Anna Karénine - Partie I - Chapitre 10 (2)
— Reste donc assis. Levine ne tenait plus en place ; il fit deux ou trois fois le tour de la chambre de son pas ferme, en clignant des yeux pour dissimuler des larmes, et se remit à table un peu calmé.
« Comprends-moi, dit-il ; ce n'est pas de l'amour : j'ai été amoureux, mais ce n'était pas cela. C'est plus qu'un sentiment : c'est une force intérieure qui me possède. Je suis parti parce que j'avais décidé qu'un bonheur semblable ne pouvait exister, il n'aurait rien eu d'humain ! Mais j'ai eu beau lutter contre moi-même, je sens que toute ma vie est là. Il faut que cela se décide !
— Mais pourquoi es-tu parti ?
— Ah ! si tu savais que de pensées se pressent dans ma tête, que de choses je voudrais te demander ! Écoute. Tu ne peux te figurer le service que tu m'as rendu ; je suis si heureux que j'en deviens égoïste, j'oublie tout ! et cependant j'ai appris aujourd'hui que mon frère Nicolas, tu sais, est ici, et je l'ai oublié ! Il me semble que lui aussi doit être heureux. C'est comme une folie… Mais une chose me paraît terrible : toi qui es marié, tu dois connaître ce sentiment… nous déjà vieux avec un passé, non pas d'amour mais de péché, n'est-il pas terrible que nous osions approcher d'un être pur, innocent ? n'est-ce pas affreux ? et n'est-il pas juste que je me trouve indigne ?
— Je ne crois pas que tu aies grand'chose à te reprocher.
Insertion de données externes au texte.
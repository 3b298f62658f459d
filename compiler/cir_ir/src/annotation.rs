//! Annotations and their constant arguments.

use std::collections::BTreeMap;

use crate::{EntityId, Name};

/// An annotation application.
///
/// Arguments are keyed by parameter name (`BTreeMap` for deterministic
/// iteration and structural equality).
#[derive(Clone, Debug, PartialEq, Eq, Hash)]
pub struct Annotation {
    pub class_id: EntityId,
    pub constant_arguments: BTreeMap<Name, ConstantValue>,
    pub annotation_arguments: BTreeMap<Name, Annotation>,
}

impl Annotation {
    /// Annotation without arguments.
    pub fn new(class_id: EntityId) -> Self {
        Self {
            class_id,
            constant_arguments: BTreeMap::new(),
            annotation_arguments: BTreeMap::new(),
        }
    }

    #[must_use]
    pub fn with_constant(mut self, name: Name, value: ConstantValue) -> Self {
        self.constant_arguments.insert(name, value);
        self
    }

    #[must_use]
    pub fn with_annotation(mut self, name: Name, value: Annotation) -> Self {
        self.annotation_arguments.insert(name, value);
        self
    }

    #[inline]
    pub fn constant(&self, name: Name) -> Option<&ConstantValue> {
        self.constant_arguments.get(&name)
    }

    #[inline]
    pub fn annotation(&self, name: Name) -> Option<&Annotation> {
        self.annotation_arguments.get(&name)
    }
}

/// Compile-time constant.
///
/// Floating-point values are stored as raw bits so the type stays `Eq + Hash`.
#[derive(Clone, Debug, PartialEq, Eq, Hash)]
pub enum ConstantValue {
    Null,
    String(String),
    Char(char),
    Byte(i8),
    Short(i16),
    Int(i32),
    Long(i64),
    UByte(u8),
    UShort(u16),
    UInt(u32),
    ULong(u64),
    Float(u32),
    Double(u64),
    Boolean(bool),
    Enum { class_id: EntityId, entry: Name },
    Array(Vec<ConstantValue>),
}

impl ConstantValue {
    pub fn float(value: f32) -> Self {
        ConstantValue::Float(value.to_bits())
    }

    pub fn double(value: f64) -> Self {
        ConstantValue::Double(value.to_bits())
    }

    #[inline]
    pub fn as_str(&self) -> Option<&str> {
        match self {
            ConstantValue::String(s) => Some(s),
            _ => None,
        }
    }
}
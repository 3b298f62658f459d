//! Per-target declaration trees, as handed over by the target repository.

use crate::{Class, Constructor, Function, Module, Package, Property, TypeAlias};

/// Everything one target declares.
#[derive(Clone, Debug, Default, PartialEq, Eq)]
pub struct TargetTree {
    pub modules: Vec<ModuleTree>,
}

#[derive(Clone, Debug, PartialEq, Eq)]
pub struct ModuleTree {
    pub module: Module,
    pub packages: Vec<PackageTree>,
}

#[derive(Clone, Debug, PartialEq, Eq)]
pub struct PackageTree {
    pub package: Package,
    pub classes: Vec<ClassTree>,
    pub type_aliases: Vec<TypeAlias>,
    pub functions: Vec<Function>,
    pub properties: Vec<Property>,
}

impl PackageTree {
    pub fn new(package: Package) -> Self {
        Self {
            package,
            classes: Vec::new(),
            type_aliases: Vec::new(),
            functions: Vec::new(),
            properties: Vec::new(),
        }
    }
}

/// A class with its members and nested classes.
#[derive(Clone, Debug, PartialEq, Eq)]
pub struct ClassTree {
    pub class: Class,
    pub constructors: Vec<Constructor>,
    pub functions: Vec<Function>,
    pub properties: Vec<Property>,
    pub classes: Vec<ClassTree>,
}

impl ClassTree {
    pub fn new(class: Class) -> Self {
        Self {
            class,
            constructors: Vec::new(),
            functions: Vec::new(),
            properties: Vec::new(),
            classes: Vec::new(),
        }
    }
}
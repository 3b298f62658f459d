//! Visibility commonization.
//!
//! Two policies exist. *Lowering* picks the least permissive of the inputs,
//! for members that are not overridable. *Equalizing* requires identical
//! visibility, for classes, constructors and aliases.

use std::cmp::Ordering;

use cir_ir::Visibility;

use crate::core::{commonize_all, Accumulator, StandardCommonizer};
use crate::CommonizeResult;

/// One target's visibility, with whether the member is virtually dispatched.
#[derive(Copy, Clone, Debug, PartialEq, Eq)]
pub struct VisibilityFact {
    pub visibility: Visibility,
    pub is_virtual: bool,
}

/// Lowering policy.
///
/// Private inputs fail; incomparable inputs fail; differing visibilities of a
/// virtual member fail (an override cannot narrow what it overrides).
#[derive(Clone, Debug, Default)]
pub struct LoweringVisibility {
    lowest: Option<Visibility>,
    differs: bool,
    any_virtual: bool,
}

impl Accumulator<VisibilityFact> for LoweringVisibility {
    type Output = Visibility;

    const NAME: &'static str = "lowering visibility";

    fn initialize(&mut self, first: &VisibilityFact) -> bool {
        if first.visibility.is_private() {
            return false;
        }
        self.lowest = Some(first.visibility);
        self.any_virtual = first.is_virtual;
        true
    }

    fn combine(&mut self, next: &VisibilityFact) -> bool {
        let Some(lowest) = self.lowest else {
            return false;
        };
        if next.visibility.is_private() {
            return false;
        }
        match lowest.compare_permissiveness(next.visibility) {
            None => return false,
            Some(Ordering::Equal) => {}
            Some(Ordering::Less) => self.differs = true,
            Some(Ordering::Greater) => {
                self.differs = true;
                self.lowest = Some(next.visibility);
            }
        }
        self.any_virtual |= next.is_virtual;
        !(self.differs && self.any_virtual)
    }

    fn output(&self) -> Option<Visibility> {
        self.lowest
    }
}

/// Equalizing policy: all identical and not private.
#[derive(Clone, Debug, Default)]
pub struct EqualizingVisibility {
    visibility: Option<Visibility>,
}

impl Accumulator<Visibility> for EqualizingVisibility {
    type Output = Visibility;

    const NAME: &'static str = "equalizing visibility";

    fn initialize(&mut self, first: &Visibility) -> bool {
        self.visibility = Some(*first);
        !first.is_private()
    }

    fn combine(&mut self, next: &Visibility) -> bool {
        self.visibility == Some(*next)
    }

    fn output(&self) -> Option<Visibility> {
        self.visibility
    }
}

/// Lower the visibilities of one member across all targets.
pub fn lower_visibility(facts: &[VisibilityFact]) -> CommonizeResult<Visibility> {
    commonize_all(
        &mut StandardCommonizer::new(LoweringVisibility::default()),
        facts,
    )
}

/// Require one identical, non-private visibility across all targets.
pub fn equalize_visibility(visibilities: &[Visibility]) -> CommonizeResult<Visibility> {
    commonize_all(
        &mut StandardCommonizer::new(EqualizingVisibility::default()),
        visibilities,
    )
}
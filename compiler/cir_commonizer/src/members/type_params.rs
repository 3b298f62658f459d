//! Type parameter lists: same length, and per position the same name,
//! variance and reification with commonizable upper bounds.

use cir_ir::{Type, TypeParameter};

use crate::annotations::UnsafeNumberTag;
use crate::core::{commonize_all, Accumulator, Commonizer, ListCommonizer, Prefix, StandardCommonizer};
use crate::types::{CommonType, TypeCommonizer};
use crate::{CommonizeResult, CommonizerContext};

type BoundCommonizer<'c> = StandardCommonizer<Prefix<TypeCommonizer<'c>, Type, CommonType>>;

/// One type parameter position.
struct TypeParameterAccumulator<'c> {
    types: TypeCommonizer<'c>,
    first: Option<TypeParameter>,
    bounds: Vec<BoundCommonizer<'c>>,
}

impl<'c> TypeParameterAccumulator<'c> {
    fn new(types: TypeCommonizer<'c>) -> Self {
        Self {
            types,
            first: None,
            bounds: Vec::new(),
        }
    }

    fn combine_bounds(&mut self, bounds: &[Type]) -> bool {
        self.bounds.len() == bounds.len()
            && self
                .bounds
                .iter_mut()
                .zip(bounds)
                .all(|(commonizer, bound)| commonizer.commonize_with(bound))
    }
}

impl Accumulator<TypeParameter> for TypeParameterAccumulator<'_> {
    type Output = (TypeParameter, UnsafeNumberTag);

    const NAME: &'static str = "type parameter";

    fn initialize(&mut self, first: &TypeParameter) -> bool {
        let types = self.types;
        self.bounds = first
            .upper_bounds
            .iter()
            .map(|_| StandardCommonizer::new(Prefix::new(types)))
            .collect();
        self.first = Some(first.clone());
        self.combine_bounds(&first.upper_bounds)
    }

    fn combine(&mut self, next: &TypeParameter) -> bool {
        let Some(first) = &self.first else {
            return false;
        };
        if first.name != next.name
            || first.variance != next.variance
            || first.is_reified != next.is_reified
        {
            return false;
        }
        self.combine_bounds(&next.upper_bounds)
    }

    fn output(&self) -> Option<Self::Output> {
        let first = self.first.as_ref()?;
        let mut tag = UnsafeNumberTag::default();
        let mut upper_bounds = Vec::with_capacity(self.bounds.len());
        for bound in &self.bounds {
            let common = bound.result().ok()?;
            tag.merge(&common.unsafe_numbers);
            upper_bounds.push(common.ty);
        }
        let parameter = TypeParameter {
            annotations: Vec::new(),
            name: first.name,
            is_reified: first.is_reified,
            variance: first.variance,
            upper_bounds,
        };
        Some((parameter, tag))
    }
}

/// Commonize one type parameter list per target.
pub fn commonize_type_parameters(
    ctx: &CommonizerContext<'_>,
    lists: &[&[TypeParameter]],
    tag: &mut UnsafeNumberTag,
) -> CommonizeResult<Vec<TypeParameter>> {
    let types = TypeCommonizer::new(ctx);
    let mut list =
        ListCommonizer::new(|| StandardCommonizer::new(TypeParameterAccumulator::new(types)));
    let merged: Option<Vec<(TypeParameter, UnsafeNumberTag)>> =
        commonize_all(&mut list, lists.iter().copied())?;

    Ok(merged.map(|merged| {
        merged
            .into_iter()
            .map(|(parameter, parameter_tag)| {
                tag.merge(&parameter_tag);
                parameter
            })
            .collect()
    }))
}
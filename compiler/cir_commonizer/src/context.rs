//! Shared, read-only state of a commonization run.
//!
//! Every commonizer invocation of a run sees the same targets, settings and
//! classifier resolvers. Per target, classifiers are looked up in three
//! layers: the target's own declarations, then its dependencies, then the
//! shared (already-commonized) dependencies.

use cir_ir::{
    ClassKind, ClassifierIndex, ClassifierResolver, EntityId, ProvidedClass, ProvidedClassifier,
    ProvidedTypeAlias, StringInterner, Target, TargetTree,
};

use crate::{CommonizerError, CommonizerSettings};

/// Classifier lookup for one target.
struct TargetClassifiers<'a> {
    own: ClassifierIndex,
    dependencies: &'a dyn ClassifierResolver,
}

/// Read-only state shared by all commonizers of a run.
pub struct CommonizerContext<'a> {
    targets: Vec<Target>,
    classifiers: Vec<TargetClassifiers<'a>>,
    common: &'a dyn ClassifierResolver,
    settings: CommonizerSettings,
    interner: &'a StringInterner,
}

impl<'a> CommonizerContext<'a> {
    /// Build a context, indexing every classifier the target trees declare.
    ///
    /// `trees` and `dependencies` must line up with `targets`.
    pub fn new(
        targets: Vec<Target>,
        trees: &[&TargetTree],
        dependencies: Vec<&'a dyn ClassifierResolver>,
        common: &'a dyn ClassifierResolver,
        settings: CommonizerSettings,
        interner: &'a StringInterner,
    ) -> Result<Self, CommonizerError> {
        if targets.is_empty() {
            return Err(CommonizerError::NoTargets);
        }
        check_count("target trees", targets.len(), trees.len())?;
        check_count("dependency resolvers", targets.len(), dependencies.len())?;

        let classifiers = trees
            .iter()
            .zip(dependencies)
            .map(|(tree, dependencies)| {
                let mut own = ClassifierIndex::new();
                own.index_tree(tree);
                TargetClassifiers { own, dependencies }
            })
            .collect();

        Ok(Self {
            targets,
            classifiers,
            common,
            settings,
            interner,
        })
    }

    #[inline]
    pub fn targets(&self) -> &[Target] {
        &self.targets
    }

    #[inline]
    pub fn target_count(&self) -> usize {
        self.targets.len()
    }

    #[inline]
    pub fn settings(&self) -> &CommonizerSettings {
        &self.settings
    }

    #[inline]
    pub fn interner(&self) -> &'a StringInterner {
        self.interner
    }

    /// Resolve `id` as seen by `target`.
    pub fn classifier(&self, target: usize, id: &EntityId) -> Option<&ProvidedClassifier> {
        let layers = self.classifiers.get(target)?;
        layers
            .own
            .classifier(id)
            .or_else(|| layers.dependencies.classifier(id))
            .or_else(|| self.common.classifier(id))
    }

    pub fn class(&self, target: usize, id: &EntityId) -> Option<&ProvidedClass> {
        match self.classifier(target, id)? {
            ProvidedClassifier::Class(class) => Some(class),
            ProvidedClassifier::TypeAlias(_) => None,
        }
    }

    pub fn type_alias(&self, target: usize, id: &EntityId) -> Option<&ProvidedTypeAlias> {
        match self.classifier(target, id)? {
            ProvidedClassifier::TypeAlias(alias) => Some(alias),
            ProvidedClassifier::Class(_) => None,
        }
    }

    /// Aliases whose underlying type references `id`, as seen by `target`.
    ///
    /// Shared dependencies come first. May yield duplicates across layers.
    pub fn type_aliases_of<'s>(
        &'s self,
        target: usize,
        id: &'s EntityId,
    ) -> impl Iterator<Item = &'s EntityId> + 's {
        let layers = self.classifiers.get(target);
        self.common
            .type_aliases_of(id)
            .iter()
            .chain(layers.map_or(&[][..], |l| l.own.type_aliases_of(id)))
            .chain(layers.map_or(&[][..], |l| l.dependencies.type_aliases_of(id)))
    }

    /// Kind of the class `id`, from the shared dependencies or the first
    /// target that knows it.
    pub fn class_kind(&self, id: &EntityId) -> Option<ClassKind> {
        if let Some(class) = self.common.class(id) {
            return Some(class.kind);
        }
        (0..self.target_count()).find_map(|target| self.class(target, id).map(|class| class.kind))
    }

    /// Render a classifier id for diagnostics and synthesized annotations.
    pub fn display(&self, id: &EntityId) -> String {
        id.display(self.interner)
    }
}

fn check_count(what: &'static str, expected: usize, found: usize) -> Result<(), CommonizerError> {
    if expected == found {
        Ok(())
    } else {
        Err(CommonizerError::TargetCountMismatch {
            what,
            expected,
            found,
        })
    }
}

#[cfg(test)]
mod tests;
— Et cependant, dit Levine, en repassant ma vie avec dégoût, je tremble, je maudis, je me plains amèrement, oui… »
— Que veux-tu ! le monde est ainsi fait, dit Oblonsky.
— Il n'y a qu'une consolation, celle de cette prière que j'ai toujours aimée : « Pardonne-nous selon la grandeur de ta miséricorde, et non selon nos mérites. » Ce n'est qu'ainsi qu'elle peut me pardonner. =====
Chtchi, soupe aux choux.
Kacha, gruau de sarrasin, nourriture habituelle du peuple.